Neuwied. Die ersten Frosttage und Glättewarnungen haben die Neuwieder seit wenigen Tagen hinter sich. Die Servicebetriebe Neuwied (SBN) sind bereits seit Monaten startklar für den Winter, seit November gibt es Bereitschaften.

Gab es im vergangenen Jahr noch Lieferschwierigkeiten beim Streusalz, weil die Rheinschiffe zu wenig Wasser unterm Kiel hatten, konnten die beiden Silos mit je 100  und die Salzhalle mit weiteren 400 Tonnen früh befüllt werden. Die Silos werden für das Feuchtsalz benötigt. Es wird Wasser mit Salz für die „Sole“ angereichert, das später dem Salz beim Streuen hinzugefügt wird. Vorteil: Bei Wind weht das Salz nicht von der Straße und taut das Eis bei strengen Minustemperaturen besser.

(Foto: Die Räumfahrzeuge wurden frühzeitig für den Einsatz umgerüstet.)

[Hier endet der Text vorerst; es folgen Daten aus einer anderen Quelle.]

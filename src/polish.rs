//! Reader for the prefix (polish) notation produced by [`Expr::polish_notation`].
//!
//! Both the plain form (`* a ~ b`) and the beautified form (`*( a, ~( b ) )`) are accepted.
//! An operator followed directly by `(` starts a bracketed operand list, separated by `,`;
//! otherwise its operands simply follow it, separated by spaces.
//! Operators nested deeper than [`MAX_DEPTH`] are rejected.

use crate::error::{ParseError, ParseErrorKind, ParseResult};
use crate::expr::{Expr, Term};
use crate::parser::MAX_DEPTH;

/// Parses an expression written in prefix notation.
pub fn parse_polish(text: &str) -> ParseResult<Expr> {
    let mut reader = Reader { text, pos: 0 };
    let expr = reader.read_expr(0)?;
    reader.skip_spaces();
    if reader.pos < text.len() {
        return Err(ParseError::new(reader.pos, ParseErrorKind::TrailingInput));
    }
    Ok(expr)
}

struct Reader<'a> {
    text: &'a str,
    pos: usize,
}

impl Reader<'_> {
    fn peek(&self) -> Option<u8> {
        self.text.as_bytes().get(self.pos).copied()
    }

    fn skip_spaces(&mut self) {
        while self.peek() == Some(b' ') {
            self.pos += 1;
        }
    }

    fn expect(&mut self, symbol: u8) -> ParseResult<()> {
        self.skip_spaces();
        if self.peek() == Some(symbol) {
            self.pos += 1;
            Ok(())
        } else {
            Err(ParseError::new(self.pos, ParseErrorKind::Expected(symbol as char)))
        }
    }

    fn read_expr(&mut self, depth: usize) -> ParseResult<Expr> {
        self.skip_spaces();
        let c = match self.peek() {
            Some(c) => c,
            None => return Err(ParseError::new(self.pos, ParseErrorKind::EmptyOperand)),
        };
        if let Some(term) = Term::from_symbol(c) {
            self.pos += 1;
            return Ok(Expr::Term(term));
        }
        if depth >= MAX_DEPTH {
            let kind = ParseErrorKind::TooDeep { limit: MAX_DEPTH };
            return Err(ParseError::new(self.pos, kind));
        }

        let start = self.pos;
        self.pos += 1;
        let bracketed = self.peek() == Some(b'(');
        if bracketed {
            self.pos += 1;
        }
        let expr = match c {
            b'~' => Expr::not(self.read_expr(depth + 1)?),
            b'^' => {
                let (lhs, rhs) = self.read_pair(bracketed, depth + 1)?;
                Expr::xor(lhs, rhs)
            }
            b'*' => {
                let (lhs, rhs) = self.read_pair(bracketed, depth + 1)?;
                Expr::and(lhs, rhs)
            }
            b'+' => {
                let (lhs, rhs) = self.read_pair(bracketed, depth + 1)?;
                Expr::or(lhs, rhs)
            }
            _ => {
                let symbol = self
                    .text
                    .get(start..)
                    .and_then(|rest| rest.chars().next())
                    .unwrap_or(char::REPLACEMENT_CHARACTER);
                return Err(ParseError::new(start, ParseErrorKind::UnknownSymbol(symbol)));
            }
        };
        if bracketed {
            self.expect(b')')?;
        }
        Ok(expr)
    }

    fn read_pair(&mut self, bracketed: bool, depth: usize) -> ParseResult<(Expr, Expr)> {
        let lhs = self.read_expr(depth)?;
        if bracketed {
            self.expect(b',')?;
        }
        let rhs = self.read_expr(depth)?;
        Ok((lhs, rhs))
    }
}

Apropos Minustemperaturen. Ist der Winterdienst an den Frost- oder Schneetagen unterwegs, fällt die Straßenreinigung aus. „Beides geht nicht“, sagt Teamleiter Kai Poveleit. „Zum einen würden wir das doppelte Personal benötigen, zum anderen arbeiten die Reinigungsfahrzeuge mit Wasser: Selbst wenn die Düsen nicht einfrieren würden, wären die Straßen anschließend so glatt, dass die Eisbären Neuwied kein Stadion mehr benötigten…“  Sicherheit geht vor Sauberkeit.

Für 110 Mitarbeiter müssen Einsatzpläne erstellt werden. Fünf große Streuer, ein kleinerer und drei umgebaute Kehrmaschinen sind im Einsatzfall in zwei Schichten für Innenstadt und Stadtteile unterwegs. Hinzu kommen 14 einachsige Kehrmaschinen. Winterdienst bleibt jedoch vor allem eines: Handarbeit an Fußwegen, Treppen, Bushaltestellen, Zebrastreifen oder an den städtischen Schulen.

Während die SBN grundsätzlich für die Straßen verantwortlich sind, sind die Gehwege immer wieder – ob beim Winterdienst oder der Reinigung – ein Diskussionsthema. Dabei ist die Lösung einfach, wie Poveleits Kollege Roger Hondrich erklärt: „Auf Gehwegen ist grundsätzlich der Bürger für die Reinigung und den Winterdienst verantwortlich.“ Ausnahmen sind nur wenige Straßen in der im Kern der Innenstadt, wo die SBN auch für die Gehwege zuständig sind. Ansonsten heißt es: Besen und Schneeschippe selbst in die Hand nehmen.